CONTINUEThis site uses cookies. By continuing to browse this site you are agreeing to our use of cookies. Find out more.

Canada Consults On Numerous Tax Law Amendments

Wednesday, September 3, 2014

The Canadian Government is consulting on draft legislative proposals that would implement personal, business, and international tax measures announced in the Economic Action Plan 2014.

On the personal income tax front, the following measures are proposed:

  • Extending the intergenerational rollover and life-time capital gains exemption for farming and fishing businesses;
  • Permitting income contributed to an amateur athlete trust to qualify as earned income for Registered Retirement Savings Plan contribution limit purposes, with a three-year retrospective application;
  • Including, in the definition of 'split income,' income from a business or property that is paid or allocated to a minor child from a partnership or trust where a person related to the child is engaged in the activities of the partnership or trust to earn that income; and
  • Eliminating graduated rate taxation for trusts and certain estates with an exception for cases involving testamentary trusts whose beneficiaries include individuals eligible for the Disability Tax Credit.

In the business income tax sphere, the following measures are proposed:

  • Expanding eligibility for the accelerated capital cost allowance for clean energy generation and energy conservation equipment under Class 43.2 to include water-current energy equipment and a broader range of equipment used to gasify eligible waste; and
  • Extending the tax deferral provision with respect to breeding animals to bees, and to all types of horses that are over 12 months of age, that are kept for breeding.

The following international tax changes are proposed:

  • Better circumscribing an existing exception from the "investment business" definition in the foreign accrual property income regime by introducing additional conditions for the application of the exception;
  • Adjusting Canada's foreign accrual property income rules in order to address offshore insurance swap transactions and ensure that income derived directly or indirectly from the insurance of Canadian risks is taxed appropriately; and
  • Addressing back-to-back loan arrangements involving an intermediary by adding a specific anti-avoidance rule in respect of withholding tax on interest payments, and modifying an existing anti-avoidance rule in the thin capitalization rules.

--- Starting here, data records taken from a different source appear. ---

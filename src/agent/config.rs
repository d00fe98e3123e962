//! Agent definitions as they appear in `agents.yaml`

use serde::{Deserialize, Serialize};

/// Per-agent model settings
#[derive(Debug, Clone, Default, PartialEq, Serialize, Deserialize)]
pub struct LlmOptions {
    /// Model override (uses provider default if None)
    #[serde(default, skip_serializing_if = "Option::is_none")]
    pub model: Option<String>,

    /// Temperature (0.0 - 2.0)
    #[serde(default, skip_serializing_if = "Option::is_none")]
    pub temperature: Option<f32>,

    /// Max ReAct iterations before giving up
    #[serde(default, skip_serializing_if = "Option::is_none")]
    pub max_iterations: Option<usize>,
}

pub const DEFAULT_MAX_ITERATIONS: usize = 25;

impl LlmOptions {
    pub fn max_iterations(&self) -> usize {
        self.max_iterations.unwrap_or(DEFAULT_MAX_ITERATIONS)
    }
}

/// Configuration for an agent
#[derive(Debug, Clone, PartialEq, Serialize, Deserialize)]
pub struct AgentDefinition {
    /// Short job title, e.g. "Codebase Analyst"
    pub role: String,

    /// What the agent is trying to achieve
    pub goal: String,

    /// Behavioral brief that shapes how the agent works
    #[serde(alias = "backstory")]
    pub brief: String,

    /// Log every model reply at debug level
    #[serde(default)]
    pub verbose: bool,

    /// Whether the agent may hand work to other agents (manager only)
    #[serde(default, alias = "allowDelegation")]
    pub allow_delegation: bool,

    /// Capability names selected from the standard registry
    #[serde(default)]
    pub tools: Vec<String>,

    #[serde(default)]
    pub llm: LlmOptions,
}

impl AgentDefinition {
    pub fn new(role: impl Into<String>, goal: impl Into<String>, brief: impl Into<String>) -> Self {
        Self {
            role: role.into(),
            goal: goal.into(),
            brief: brief.into(),
            verbose: false,
            allow_delegation: false,
            tools: Vec::new(),
            llm: LlmOptions::default(),
        }
    }

    /// Builder: set the capability names
    pub fn with_tools<S: Into<String>>(mut self, tools: impl IntoIterator<Item = S>) -> Self {
        self.tools = tools.into_iter().map(Into::into).collect();
        self
    }

    /// Builder: allow delegation
    pub fn delegating(mut self) -> Self {
        self.allow_delegation = true;
        self
    }

    /// Builder: set temperature
    pub fn with_temperature(mut self, temp: f32) -> Self {
        self.llm.temperature = Some(temp);
        self
    }

    /// Required text fields must be non-blank
    pub fn validate(&self, name: &str) -> Result<(), String> {
        for (field, value) in [("role", &self.role), ("goal", &self.goal), ("brief", &self.brief)] {
            if value.trim().is_empty() {
                return Err(format!("agent '{}' has an empty '{}'", name, field));
            }
        }
        if let Some(temp) = self.llm.temperature {
            if !(0.0..=2.0).contains(&temp) {
                return Err(format!("agent '{}' temperature {} is outside 0.0..=2.0", name, temp));
            }
        }
        if self.llm.max_iterations == Some(0) {
            return Err(format!("agent '{}' max_iterations must be at least 1", name));
        }
        Ok(())
    }
}

#[cfg(test)]
mod tests {
    use super::*;

    #[test]
    fn test_backstory_alias_and_defaults() {
        let yaml = r#"
role: Codebase Analyst
goal: Understand the project
backstory: You read code carefully.
allowDelegation: true
tools: [list_directory, read_file]
"#;
        let def: AgentDefinition = serde_yaml::from_str(yaml).unwrap();
        assert_eq!(def.brief, "You read code carefully.");
        assert!(def.allow_delegation);
        assert!(!def.verbose);
        assert_eq!(def.tools, vec!["list_directory", "read_file"]);
        assert_eq!(def.llm.max_iterations(), DEFAULT_MAX_ITERATIONS);
    }

    #[test]
    fn test_missing_required_key_is_parse_error() {
        let yaml = "role: Analyst\ngoal: Analyze\n";
        assert!(serde_yaml::from_str::<AgentDefinition>(yaml).is_err());
    }

    #[test]
    fn test_validate() {
        let def = AgentDefinition::new("Analyst", "Analyze", "Careful").with_temperature(0.2);
        assert!(def.validate("a").is_ok());

        let blank = AgentDefinition::new("Analyst", "  ", "Careful");
        assert!(blank.validate("a").unwrap_err().contains("'goal'"));

        let hot = AgentDefinition::new("Analyst", "Analyze", "Careful").with_temperature(3.0);
        assert!(hot.validate("a").is_err());
    }
}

For charities, it is proposed that greater flexibility will be allowed in income tax rules for the recognition of charitable donations made in a well or on death.

A number of other measures, which were not included in the Economic Action Plan 2014, are proposed, including:

  • Modernizing the life insurance policy exemption test;
  • Amending the foreign affiliate dumping rules to ensure the rules apply in appropriate circumstances and, where applicable, provide appropriate results.
  • Amending the definition "non-qualifying country" in the foreign affiliate rules to:
    • exclude from this definition those countries or other jurisdictions for which the Convention on Mutual Administrative Assistance in Tax Matters is in force and effect; and
    • avoid unintended tax consequences with respect to the British Overseas Territory of the British Virgin Islands, which is now a jurisdiction that has a comprehensive tax information exchange agreement with Canada.
  • Ensuring that Pooled Registered Pension Plans are subject to similar Goods and Services Tax/Harmonized Sales Tax treatment as registered pension plans.

The consultation is open until September 28.